→ **Exercise details**: Search the listing below for "feed". Copy each matching line.
....
use bytes::{BufMut, Bytes, BytesMut};

use crate::packet::{self, Error};

use super::FixedHeader;

/// qos2 消息的第一次确认
#[derive(Debug, Clone, PartialEq, Eq)]
pub struct PubRec {
    /// 包 id
    pub packet_id: u16,
}

impl PubRec {
    #[inline]
    fn len(&self) -> usize {
        2
    }

    pub fn read(fixed_header: FixedHeader, mut stream: Bytes) -> Result<Self, Error> {
        if fixed_header.remaining_len != 2 {
            return Err(Error::MalformedPacket);
        }
        let packet_id = packet::read_u16(&mut stream)?;

        Ok(Self { packet_id })
    }

    pub fn write(&self, stream: &mut BytesMut) -> Result<(), Error> {
        stream.put_u8(0x50);
        packet::write_remaining_length(stream, self.len())?;
        stream.put_u16(self.packet_id);
        Ok(())
    }
}
//! 演示按主题订阅的回调
//!
//! 为 broker 的三个统计主题分别注册回调，回调把消息转发给同一个 aggregator，
//! 收到指定条数的消息后输出每个主题收到的消息数

use std::time::Duration;

use async_trait::async_trait;
use clap::Parser;
use demos::{init_logger, load_config};
use gecko_store::{
    config::Routing,
    packet::{v4::Publish, QoS},
    router::{Handler, Router},
    stats::{Aggregator, Forward},
    Error,
};
use log::{info, warn};
use tokio::time;

#[derive(Debug, Parser)]
#[clap(about = "Count broker statistics messages per subscription")]
struct Args {
    /// 配置文件路径
    #[clap(short, long, default_value = "./routing.toml")]
    config: String,
    /// 覆盖配置中的消息条数
    #[clap(short, long)]
    messages: Option<usize>,
    /// 模拟 broker 发布统计消息的间隔，毫秒
    #[clap(long, default_value_t = 200, value_parser = clap::value_parser!(u64).range(1..))]
    interval: u64,
    /// 等待统计消息的最长时间，秒
    #[clap(long, default_value_t = 30, value_parser = clap::value_parser!(u64).range(1..))]
    timeout: u64,
}

/// 打印收到的消息
struct Print(String);

#[async_trait]
impl Handler for Print {
    async fn handle(&self, publish: &Publish) {
        info!(
            "{:<16} [{}]  {}",
            self.0,
            publish.topic,
            String::from_utf8_lossy(&publish.payload)
        );
    }
}

#[tokio::main]
async fn main() -> Result<(), Box<dyn std::error::Error>> {
    let args = Args::parse();
    let cfg = load_config(&args.config).await?;
    let _logger = init_logger(&cfg.log.level)?;

    let mut routing = cfg.routing.ok_or("missing [routing] section in config")?;
    if let Some(messages) = args.messages {
        routing.messages = messages;
    }

    run(
        routing,
        Duration::from_millis(args.interval),
        Duration::from_secs(args.timeout),
    )
    .await?;
    Ok(())
}

async fn run(routing: Routing, interval: Duration, timeout: Duration) -> Result<(), Error> {
    let (mut aggregator, tx) = Aggregator::new(100);

    let mut router = Router::new();
    for route in routing.routes.iter() {
        let filter = route.filter_for(&routing.node);
        router.route(&filter, Print(format!("{}Handler", route.source)))?;
        router.route(&filter, Forward::new(route.source.clone(), tx.clone()))?;
    }
    // 只保留 router 中的发送端，router 结束后 aggregator 也随之结束
    drop(tx);

    let node = routing.node.clone();
    let feed = tokio::spawn(async move {
        let topics = ["clients", "sessions", "topics", "subscriptions"]
            .map(|stat| format!("$SYS/brokers/{}/stats/{}/count", node, stat));
        let mut ticker = time::interval(interval);
        for round in 0u64.. {
            ticker.tick().await;
            let topic = &topics[round as usize % topics.len()];
            let publish = Publish::new(topic.as_str(), QoS::AtMostOnce, round.to_string());
            router.dispatch(&publish).await;
        }
    });

    info!("Start to listen");
    // 没有过滤器匹配模拟的主题时，collect 永远等不到消息
    if time::timeout(timeout, aggregator.collect(routing.messages))
        .await
        .is_err()
    {
        warn!("no more messages after {:?}", timeout);
    }
    feed.abort();
    let received = aggregator.total();

    for route in routing.routes.iter() {
        info!(
            "Received {:3} {} messages",
            aggregator.count(&route.source),
            route.source
        );
    }
    info!("Received {} messages in total", received);

    Ok(())
}
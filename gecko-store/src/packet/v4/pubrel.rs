use bytes::{BufMut, Bytes, BytesMut};

use crate::packet::{self, Error};

use super::FixedHeader;

/// qos2 消息的释放
#[derive(Debug, Clone, PartialEq, Eq)]
pub struct PubRel {
    /// 包 id
    pub packet_id: u16,
}

impl PubRel {
    #[inline]
    fn len(&self) -> usize {
        2
    }

    pub fn read(fixed_header: FixedHeader, mut stream: Bytes) -> Result<Self, Error> {
        if fixed_header.remaining_len != 2 {
            return Err(Error::MalformedPacket);
        }
        let packet_id = packet::read_u16(&mut stream)?;

        Ok(Self { packet_id })
    }

    pub fn write(&self, stream: &mut BytesMut) -> Result<(), Error> {
        stream.put_u8(0x62);
        packet::write_remaining_length(stream, self.len())?;
        stream.put_u16(self.packet_id);
        Ok(())
    }
}
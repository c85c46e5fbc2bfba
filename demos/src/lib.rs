use std::{error::Error, path::PathBuf};

use flexi_logger::{FlexiLoggerError, Logger, LoggerHandle};
use gecko_store::config::Config;

/// 环境变量中的配置覆盖，变量名前缀为 `GECKO_`
/// * GECKO_STORE_DIR
/// * GECKO_LOG_LEVEL
#[derive(Debug, Default, serde::Deserialize)]
pub struct Env {
    pub store_dir: Option<PathBuf>,
    pub log_level: Option<String>,
}

impl Env {
    pub fn from_env() -> Result<Self, envy::Error> {
        envy::prefixed("GECKO_").from_env::<Env>()
    }

    pub fn apply(self, cfg: &mut Config) {
        if let Some(dir) = self.store_dir {
            cfg.store.dir = dir;
        }
        if let Some(level) = self.log_level {
            cfg.log.level = level;
        }
    }
}

/// 读取配置文件，并使用环境变量覆盖
pub async fn load_config(path: &str) -> Result<Config, Box<dyn Error>> {
    let mut cfg = Config::from_path(path).await?;
    Env::from_env()?.apply(&mut cfg);
    Ok(cfg)
}

/// RUST_LOG 优先于配置文件中的日志级别
pub fn init_logger(level: &str) -> Result<LoggerHandle, FlexiLoggerError> {
    Logger::try_with_env_or_str(level)?
        .format(flexi_logger::detailed_format)
        .start()
}

#[cfg(test)]
mod tests {
    use super::*;

    #[test]
    fn env_overrides_config() {
        let mut cfg: Config = "[store]\ndir = \"/tmp/mqtt-store\"".parse().unwrap();
        let env = envy::prefixed("GECKO_")
            .from_iter::<_, Env>(vec![
                ("GECKO_STORE_DIR".to_string(), "/var/lib/gecko".to_string()),
                ("OTHER".to_string(), "x".to_string()),
            ])
            .unwrap();
        env.apply(&mut cfg);

        assert_eq!(cfg.store.dir, PathBuf::from("/var/lib/gecko"));
        assert_eq!(cfg.log.level, "info");
    }
}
....
→ **Exercise solution**:
    let feed = tokio::spawn(async move {
    feed.abort();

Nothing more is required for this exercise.